Tornei-me seca sabe, mais ainda tenho a doçura, porque mesmo
com os arranhões da alma aprendi a florescer e crescer, aprender com as
dores... Viver, ver, e realmente aprender com as coisas. E que bom que aprendi!
Só é uma pena que uma parte minha sempre morra com as
decepções, muitas vezes meche com minha criatividade e com meu poder de
escrever e colocar as coisas belas (ou não) em palavras. Digo isso porque com o
seu adeus, a menina dos textos bobos e apaixonados, morreu um pouco. Sei lá, é incrível
como me sentia tão incrível ao escrever aqueles textos enormes, poéticos,
angustiados e mesmo assim felizes para você. Sabe sinto falta da facilidade que
era colocar esses sentimentos em palavras, fluía tudo tão bem, certo, sincero e
fluía. Engraçado que não importa o quando eu tente, parece que nada está bom,
não como costumava ser, não sei, parece que eu preciso estar encharcada de
sentimentos gostosos para poder escrever. Foi o que você me tirou quando se
foi, com aquele adeus, que mais pareceu um até logo, mais não foi. (suspiros)

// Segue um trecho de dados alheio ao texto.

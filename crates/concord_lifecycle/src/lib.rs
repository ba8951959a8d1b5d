//! Contract lifecycle core types and state machine.
//!
//! Canonical definitions for contract status, participant roles, the advisory
//! edit lock, the dual-approval flags and the policy that decides how each
//! lifecycle operation moves a contract between states.
//!
//! Nothing in this crate performs I/O. The engine loads a [`ContractState`]
//! inside a store transaction, applies one operation through
//! [`LifecycleRules`], persists the result and emits the returned
//! [`Notice`] in the same transaction.

mod error;
mod notice;
mod rules;
mod state;
mod status;

pub use error::{LifecycleError, Result};
pub use notice::{Notice, NotificationKind, NotificationKindParseError};
pub use rules::{LifecyclePolicy, LifecycleRules, PolicyParseError, Transition};
pub use state::{Action, ContractState, EditLock, LockAction, LockActionParseError, Role};
pub use status::{ContractStatus, StatusParseError};
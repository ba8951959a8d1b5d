//! Database schema creation for all Concord tables.
//!
//! All CREATE TABLE statements live here - single source of truth.

use crate::error::Result;
use crate::ConcordDb;
use tracing::info;

impl ConcordDb {
    /// Ensure all tables exist.
    pub(crate) async fn ensure_schema(&self) -> Result<()> {
        self.create_user_tables().await?;
        self.create_contract_tables().await?;
        self.create_notification_tables().await?;

        info!("Database schema verified");
        Ok(())
    }

    async fn create_user_tables(&self) -> Result<()> {
        // Credentials are opaque here: hashing belongs to the auth layer.
        sqlx::query(
            r#"CREATE TABLE IF NOT EXISTS users (
                id INTEGER PRIMARY KEY AUTOINCREMENT,
                username TEXT NOT NULL UNIQUE,
                email TEXT NOT NULL UNIQUE,
                full_name TEXT,
                credential TEXT NOT NULL DEFAULT '',
                created_at INTEGER NOT NULL
            )"#,
        )
        .execute(&self.pool)
        .await?;

        Ok(())
    }

    async fn create_contract_tables(&self) -> Result<()> {
        sqlx::query(
            r#"CREATE TABLE IF NOT EXISTS contracts (
                id INTEGER PRIMARY KEY AUTOINCREMENT,
                title TEXT NOT NULL,
                file_ref TEXT NOT NULL,
                file_name TEXT NOT NULL,
                sender_id INTEGER NOT NULL REFERENCES users(id),
                recipient_id INTEGER NOT NULL REFERENCES users(id),
                status TEXT NOT NULL DEFAULT 'pending',
                notes TEXT,
                created_at INTEGER NOT NULL,
                updated_at INTEGER,
                signed_at INTEGER,
                locked_by_id INTEGER REFERENCES users(id),
                locked_at INTEGER,
                sender_approved INTEGER NOT NULL DEFAULT 0,
                recipient_approved INTEGER NOT NULL DEFAULT 0,
                CHECK (sender_id <> recipient_id),
                CHECK (locked_by_id IS NULL OR locked_by_id IN (sender_id, recipient_id))
            )"#,
        )
        .execute(&self.pool)
        .await?;

        // Append-only; (contract_id, version_number) uniqueness backs the
        // gapless numbering computed inside each edit transaction.
        sqlx::query(
            r#"CREATE TABLE IF NOT EXISTS contract_versions (
                id INTEGER PRIMARY KEY AUTOINCREMENT,
                contract_id INTEGER NOT NULL REFERENCES contracts(id),
                version_number INTEGER NOT NULL,
                file_ref TEXT NOT NULL,
                file_name TEXT NOT NULL,
                created_by_id INTEGER NOT NULL REFERENCES users(id),
                created_at INTEGER NOT NULL,
                change_notes TEXT,
                UNIQUE(contract_id, version_number)
            )"#,
        )
        .execute(&self.pool)
        .await?;

        sqlx::query("CREATE INDEX IF NOT EXISTS idx_contracts_sender ON contracts(sender_id)")
            .execute(&self.pool)
            .await?;
        sqlx::query(
            "CREATE INDEX IF NOT EXISTS idx_contracts_recipient ON contracts(recipient_id)",
        )
        .execute(&self.pool)
        .await?;
        sqlx::query(
            "CREATE INDEX IF NOT EXISTS idx_versions_contract ON contract_versions(contract_id)",
        )
        .execute(&self.pool)
        .await?;

        Ok(())
    }

    async fn create_notification_tables(&self) -> Result<()> {
        // contract_id is a plain reference: notifications outlive a deleted contract.
        sqlx::query(
            r#"CREATE TABLE IF NOT EXISTS notifications (
                id INTEGER PRIMARY KEY AUTOINCREMENT,
                user_id INTEGER NOT NULL REFERENCES users(id),
                contract_id INTEGER NOT NULL,
                type TEXT NOT NULL,
                message TEXT NOT NULL,
                is_read INTEGER NOT NULL DEFAULT 0,
                created_at INTEGER NOT NULL
            )"#,
        )
        .execute(&self.pool)
        .await?;

        sqlx::query(
            "CREATE INDEX IF NOT EXISTS idx_notifications_user ON notifications(user_id, is_read)",
        )
        .execute(&self.pool)
        .await?;

        Ok(())
    }
}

Acho que estou retomando parte do que se foi, tomara que eu
retome logo, que os sentimentos bons me encharquem e me tragam de volta o que acho mais bonito ao escrever, a verdade e a facilidade de colocar em letras
e frases o que a alma fala.
(É bom lembrar... As vezes dói mais é bom lembrar, ainda guardo todos os textos aqui comigo,
talvez um dia escreva um livro – Foi o que você disse ao ler o meu primeiro
texto – “você deveria escrever um livro”. Risos... Talvez eu escreva).